Okulların ilk dalgada kapatılması ve eğitimin evden sürdürülmesi yararlı olmuştur. 31 Ağustos’a kadar ülkemizin bu sürekli değişen durumunu değerlendirmemiz gerekecek. Okullar açılsa bile “normal” dediğimiz okul hayatına geri dönemeyeceğiz. Okullarda sosyal mesafenin korunması ve minimum zamana dikkat edilmesi gerek. Bunun organizasyonel düzenlemeleri yapılabilir. Sınıfta az sayıda öğrenci örneğin tam zamanlı değil dönüşümlü eğitim saatleri ile gerçekleşebilir. Bazı teorik derslerin online eğitim ile izlenmesi önerilebilir. Öğrenci okula geldiği andan itibaren ateşi ölçülüp hijyen kurallarına uygun temizlik ile içeri alınabilir. Maske kullanımı şart görünüyor. Ailelerde Covid-19 hastaları varsa gerekli izolasyon önlemleri önemlidir ve bunların izlemi gerekir. Sınıfların havalandırılma koşullarına, sosyal mekânların, yemekhanelerin, tuvaletlerin ve spor salonlarının kullanma kurallarına dikkat edilmelidir. Ancak deneyimlerimizden ve tüm dünyada gözlediğimiz gibi olgu sayılarında ani yükselme yine okulların kapatılmasına neden olabilir.

EN UFAK ŞÜPHEDE BİLE İZOLASYON ÖNLEMİ ALINMALI

►Hükümetin salgın ile mücadelesi neredeyse ‘kendini koru’ düzeyinde. Yurttaşlara tavsiyeniz nedir?

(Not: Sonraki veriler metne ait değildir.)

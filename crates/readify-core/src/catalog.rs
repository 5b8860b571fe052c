//! The book catalog
//!
//! A fixed, ordered list of books populated once and never mutated.

use std::collections::HashSet;

use crate::error::{ReadifyError, Result};
use crate::models::{Book, Genre, Length, Review};

/// Read-only collection of books in declaration order
#[derive(Debug, Clone)]
pub struct Catalog {
    books: Vec<Book>,
}

impl Catalog {
    /// Build a catalog from an explicit list
    ///
    /// Fails if two books share an id.
    pub fn new(books: Vec<Book>) -> Result<Self> {
        let mut seen = HashSet::new();
        for book in &books {
            if !seen.insert(book.id) {
                return Err(ReadifyError::invalid(format!(
                    "Duplicate book id in catalog: {}",
                    book.id
                )));
            }
        }
        Ok(Self { books })
    }

    /// The catalog that ships with Readify
    pub fn builtin() -> Self {
        Self {
            books: builtin_books(),
        }
    }

    /// All books, in declaration order
    pub fn all_books(&self) -> &[Book] {
        &self.books
    }

    /// Look up a book by id
    pub fn find_by_id(&self, id: u32) -> Result<&Book> {
        self.books
            .iter()
            .find(|b| b.id == id)
            .ok_or(ReadifyError::NotFound(id))
    }

    pub fn len(&self) -> usize {
        self.books.len()
    }

    pub fn is_empty(&self) -> bool {
        self.books.is_empty()
    }
}

impl Default for Catalog {
    fn default() -> Self {
        Self::builtin()
    }
}

#[allow(clippy::too_many_arguments)]
fn book(
    id: u32,
    title: &str,
    author: &str,
    genre: Genre,
    length: Length,
    cover: &str,
    synopsis: &str,
    series: &[&str],
    reviews: &[(&str, &str, &str)],
) -> Book {
    Book {
        id,
        title: title.to_string(),
        author: author.to_string(),
        genre,
        length,
        cover: cover.to_string(),
        synopsis: synopsis.to_string(),
        series: series.iter().map(|s| s.to_string()).collect(),
        reviews: reviews
            .iter()
            .map(|(reviewer, rating, comment)| Review {
                reviewer: reviewer.to_string(),
                rating: rating.to_string(),
                comment: comment.to_string(),
            })
            .collect(),
    }
}

fn builtin_books() -> Vec<Book> {
    vec![
        book(
            1,
            "Percy Jackson: The Lightning Thief",
            "Rick Riordan",
            Genre::Fantasy,
            Length::Medium,
            "Percy Jackson.png",
            "Twelve-year-old Percy discovers he is a demigod, son of Poseidon. He must find Zeus's stolen lightning bolt to prevent a war among the gods.",
            &["Sequel: The Sea of Monsters", "Sequel: The Titan's Curse"],
            &[
                ("Alex", "5/5", "Fun adventure, loved the Greek myths!"),
                ("Maya", "5/5", "Couldn't put it down."),
            ],
        ),
        book(
            2,
            "The Hunger Games",
            "Suzanne Collins",
            Genre::SciFi,
            Length::Medium,
            "The Hunger Games.png",
            "In a dystopian future, Katniss volunteers to take her sister's place in the Hunger Games – a televised fight to the death.",
            &["Sequel: Catching Fire", "Sequel: Mockingjay"],
            &[("Sam", "5/5", "Thrilling from start to finish.")],
        ),
        book(
            3,
            "A Good Girl's Guide to Murder",
            "Holly Jackson",
            Genre::Crime,
            Length::Medium,
            "A Girls Guide to Murder.png",
            "Pip decides to reopen a closed murder case for her school project. As she digs deeper, she uncovers secrets someone will kill to keep hidden.",
            &["Sequel: Good Girl, Bad Blood"],
            &[("Jordan", "5/5", "Best YA thriller I've read!")],
        ),
        book(
            4,
            "Death Note",
            "Tsugumi Ohba",
            Genre::Manga,
            Length::Long,
            "Death Note.png",
            "Light Yagami finds a notebook that kills anyone whose name is written in it. He decides to use it to rid the world of criminals, but a genius detective is on his trail.",
            &["Sequel: Death Note Vol. 2–12"],
            &[("Kai", "5/5", "Mind-blowing cat-and-mouse game.")],
        ),
        book(
            5,
            "One of Us Is Lying",
            "Karen M. McManus",
            Genre::Mystery,
            Length::Medium,
            "One of us is lying.png",
            "Five students enter detention. Only four leave alive. Each had a motive to kill Simon, who was about to reveal their darkest secrets.",
            &["Sequel: One of Us Is Next"],
            &[("Riley", "4/5", "Great twists, very addictive.")],
        ),
        book(
            6,
            "Six of Crows",
            "Leigh Bardugo",
            Genre::Fantasy,
            Length::Long,
            "Six of crows.png",
            "A crew of six outcasts must pull off an impossible heist – break into an ice court and rescue a prisoner who holds the key to a deadly drug.",
            &["Sequel: Crooked Kingdom"],
            &[("Luna", "5/5", "Amazing characters and plot.")],
        ),
        book(
            7,
            "My Hero Academia Vol. 1",
            "Kohei Horikoshi",
            Genre::Manga,
            Length::Short,
            "My hero academia vol 1.png",
            "In a world where most people have superpowers, Izuku Midoriya dreams of becoming a hero despite being born Quirkless. When he meets his idol, everything changes.",
            &["Sequel: My Hero Academia Vol. 2–38+"],
            &[("Zara", "5/5", "So inspiring and action-packed!")],
        ),
        book(
            8,
            "The Maze Runner",
            "James Dashner",
            Genre::SciFi,
            Length::Medium,
            "The maze runner.png",
            "Thomas wakes up in a glade with no memory. Surrounded by a deadly maze, he and the other boys must find a way out – or die trying.",
            &["Sequel: The Scorch Trials", "Sequel: The Death Cure"],
            &[("Chris", "4/5", "Pulse-pounding and mysterious.")],
        ),
        book(
            9,
            "The Inheritance Games",
            "Jennifer Lynn Barnes",
            Genre::Mystery,
            Length::Medium,
            "The inheritance game.png",
            "Avery Grambs inherits billions from a stranger she's never met. To claim it, she must move into his mansion and solve a dangerous puzzle alongside his hostile grandsons.",
            &["Sequel: The Hawthorne Legacy"],
            &[("Emma", "5/5", "Clever and twisty!")],
        ),
        book(
            10,
            "Harry Potter and the Philosopher's Stone",
            "J.K. Rowling",
            Genre::Fantasy,
            Length::Medium,
            "Harry potter 1.png",
            "Harry discovers he's a wizard and begins his first year at Hogwarts School of Witchcraft and Wizardry.",
            &["Sequel: Harry Potter and the Chamber of Secrets"],
            &[("Ava", "5/5", "Magical and unforgettable.")],
        ),
        book(
            11,
            "Harry Potter and the Chamber of Secrets",
            "J.K. Rowling",
            Genre::Fantasy,
            Length::Medium,
            "Harry potter 2.png",
            "A dark force threatens Hogwarts as the Chamber of Secrets is opened once more.",
            &[
                "Prequel: Harry Potter and the Philosopher's Stone",
                "Sequel: Harry Potter and the Prisoner of Azkaban",
            ],
            &[("Noah", "5/5", "Creepy mystery with great twists.")],
        ),
        book(
            12,
            "Harry Potter and the Prisoner of Azkaban",
            "J.K. Rowling",
            Genre::Fantasy,
            Length::Long,
            "Harry potter 3.png",
            "A dangerous prisoner escapes Azkaban and Harry uncovers secrets about his past.",
            &[
                "Prequel: Harry Potter and the Chamber of Secrets",
                "Sequel: Harry Potter and the Goblet of Fire",
            ],
            &[("Mia", "5/5", "Best one yet, so emotional.")],
        ),
        book(
            13,
            "Harry Potter and the Goblet of Fire",
            "J.K. Rowling",
            Genre::Fantasy,
            Length::Long,
            "Harry potter 4.png",
            "Harry is unexpectedly entered into the Triwizard Tournament, a deadly magical competition.",
            &[
                "Prequel: Harry Potter and the Prisoner of Azkaban",
                "Sequel: Harry Potter and the Order of the Phoenix",
            ],
            &[("Liam", "5/5", "Epic adventure and darker stakes.")],
        ),
        book(
            14,
            "Harry Potter and the Order of the Phoenix",
            "J.K. Rowling",
            Genre::Fantasy,
            Length::Long,
            "Harry potter 5.png",
            "Harry faces a rising dark threat while the Ministry denies Voldemort's return.",
            &[
                "Prequel: Harry Potter and the Goblet of Fire",
                "Sequel: Harry Potter and the Half-Blood Prince",
            ],
            &[("Ella", "5/5", "Intense and full of heart.")],
        ),
        book(
            15,
            "Harry Potter and the Half-Blood Prince",
            "J.K. Rowling",
            Genre::Fantasy,
            Length::Long,
            "Harry potter 6.png",
            "Harry and Dumbledore uncover Voldemort's past and the secret of the Horcruxes.",
            &[
                "Prequel: Harry Potter and the Order of the Phoenix",
                "Sequel: Harry Potter and the Deathly Hallows",
            ],
            &[("Sofia", "5/5", "Powerful and tragic.")],
        ),
        book(
            16,
            "Harry Potter and the Deathly Hallows",
            "J.K. Rowling",
            Genre::Fantasy,
            Length::Long,
            "Harry potter 7.png",
            "Harry, Ron, and Hermione leave Hogwarts to hunt Horcruxes and face Voldemort.",
            &["Prequel: Harry Potter and the Half-Blood Prince"],
            &[("Zoe", "5/5", "A satisfying, emotional finale.")],
        ),
        book(
            17,
            "Never Never",
            "Colleen Hoover & Tarryn Fisher",
            Genre::Romance,
            Length::Medium,
            "never never.png",
            "Two teens wake up with no memory of who they are or why they are together, and must uncover the truth about their relationship.",
            &["Sequel: Never Never Part Two", "Sequel: Never Never Part Three"],
            &[("Grace", "4/5", "Fast, addictive, and mysterious.")],
        ),
        book(
            18,
            "It Ends with Us",
            "Colleen Hoover",
            Genre::Romance,
            Length::Medium,
            "it ends with us .png",
            "Lily navigates a complex relationship that forces her to confront hard truths about love and choice.",
            &["Sequel: It Starts with Us"],
            &[("Hana", "5/5", "Emotional and thought-provoking.")],
        ),
        book(
            19,
            "Naruto Vol. 1",
            "Masashi Kishimoto",
            Genre::Manga,
            Length::Short,
            "Naruto.png",
            "Naruto Uzumaki, a mischievous ninja, dreams of becoming the Hokage and earning his village's respect.",
            &["Sequel: Naruto Vol. 1"],
            &[("Ken", "5/5", "Classic shonen start with tons of energy.")],
        ),
    ]
}

#[cfg(test)]
mod tests {
    use super::*;

    #[test]
    fn test_builtin_catalog() {
        let catalog = Catalog::builtin();
        assert_eq!(catalog.len(), 19);
        assert!(!catalog.is_empty());

        let ids: Vec<u32> = catalog.all_books().iter().map(|b| b.id).collect();
        assert_eq!(ids, (1..=19).collect::<Vec<_>>());
    }

    #[test]
    fn test_builtin_ids_unique() {
        let books = Catalog::builtin().all_books().to_vec();
        assert!(Catalog::new(books).is_ok());
    }

    #[test]
    fn test_find_by_id() {
        let catalog = Catalog::builtin();
        let book = catalog.find_by_id(4).unwrap();
        assert_eq!(book.title, "Death Note");
        assert_eq!(book.genre, Genre::Manga);
        assert_eq!(book.length, Length::Long);
        assert_eq!(book.reviews[0].reviewer, "Kai");
    }

    #[test]
    fn test_find_by_id_not_found() {
        let catalog = Catalog::builtin();
        assert!(matches!(
            catalog.find_by_id(0),
            Err(ReadifyError::NotFound(0))
        ));
        assert!(matches!(
            catalog.find_by_id(99),
            Err(ReadifyError::NotFound(99))
        ));
    }

    #[test]
    fn test_new_rejects_duplicate_ids() {
        let mut books = Catalog::builtin().all_books()[..2].to_vec();
        books[1].id = books[0].id;
        assert!(matches!(
            Catalog::new(books),
            Err(ReadifyError::InvalidInput(_))
        ));
    }

    #[test]
    fn test_every_genre_is_stocked() {
        let catalog = Catalog::builtin();
        for genre in Genre::ALL {
            assert!(
                catalog.all_books().iter().any(|b| b.genre == genre),
                "no books for {}",
                genre
            );
        }
    }
}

Hasta kişilerin öksürme veya hapşırmayla ortaya saçtığı damlacıkların ortamdaki diğer bireylerin burunlarına teması ve bu damlacıkların yapıştığı yüzeylere dokunduktan sonra ellerin yüze götürülmesi sonucunda solunum sistemine ulaşması ile bulaşabilmekte. Bunun için kişisel olarak kendimizi korumak için üç kelime yani sosyal mesafe, el yıkama ve maske çok önemli. Ancak toplumsal korunma için virüsün ortamdaki sayısının düşmesi gerek. Bunun için de tüm toplumun bu kurallara uyması sağlanmalı. Bu ise merkezi ve yerel denetimlerle olur. Bu konuda Sağlık Bakanlığı, diğer bakanlıkların, yerel yönetimlerin, hastanelerin, TTB ve TMMOB gibi meslek örgütlerinin birbirini tamamlayan çalışmaları ve rehberleri çok yararlı. Bu yazılanların ve tanımlananların denetlenmesi ile toplumsal sağlığın korunması yani olgu sayılarının düşmesi, mümkün olacak. Yani başarı topyekûn hem “kendini ve aileni koru” hem de “ilini, ülkeni, dünyayı koru” ile mümkün. Bunu başaran ülkeler olmuştur, kurallara uymaya devam etmeleri onları kesin başarıya taşıyacaktır. Dünya Sağlık Örgütü son yorumunda “Eğer önlemler uygulanırsa vakalar azalır, aksi durumda ise artar” demiş ve Kanada, Çin, Almanya ve Güney Kore’nin salgınla mücadele yöntemini övmüştür. Ben kısaca korunma için kilit sözleri sosyal mesafe, el yıkama ve maske olduğunu söylemek istiyorum. Buna bir de “en az zaman” ve “açık havada olmayı”‘ da katmak isterim. Bu salgında “kendini koru” gerçekten önemli ancak alınacak toplumsal ve genel önlemler çok önemli. Bir ülkenin, bir ilin, bir kurumun ve toplulukların korunması organizasyonel ve korunma önlemleri gerektiriyor. Elimizdeki olanaklara göre bu bölgelere giriş çıkışlarda dikkatli olunmalı ve en ufak şüphede izolasyon önlemleri alınmalıdır. Hastalığın, hastalık saptanan kişiler ile kısıtlı kalması sağlanmalı ve çevresindeki kişiler korunmalıdır. Bu yaklaşımın, hem bireyler hem de kurumlar tarafından yapılması gerek.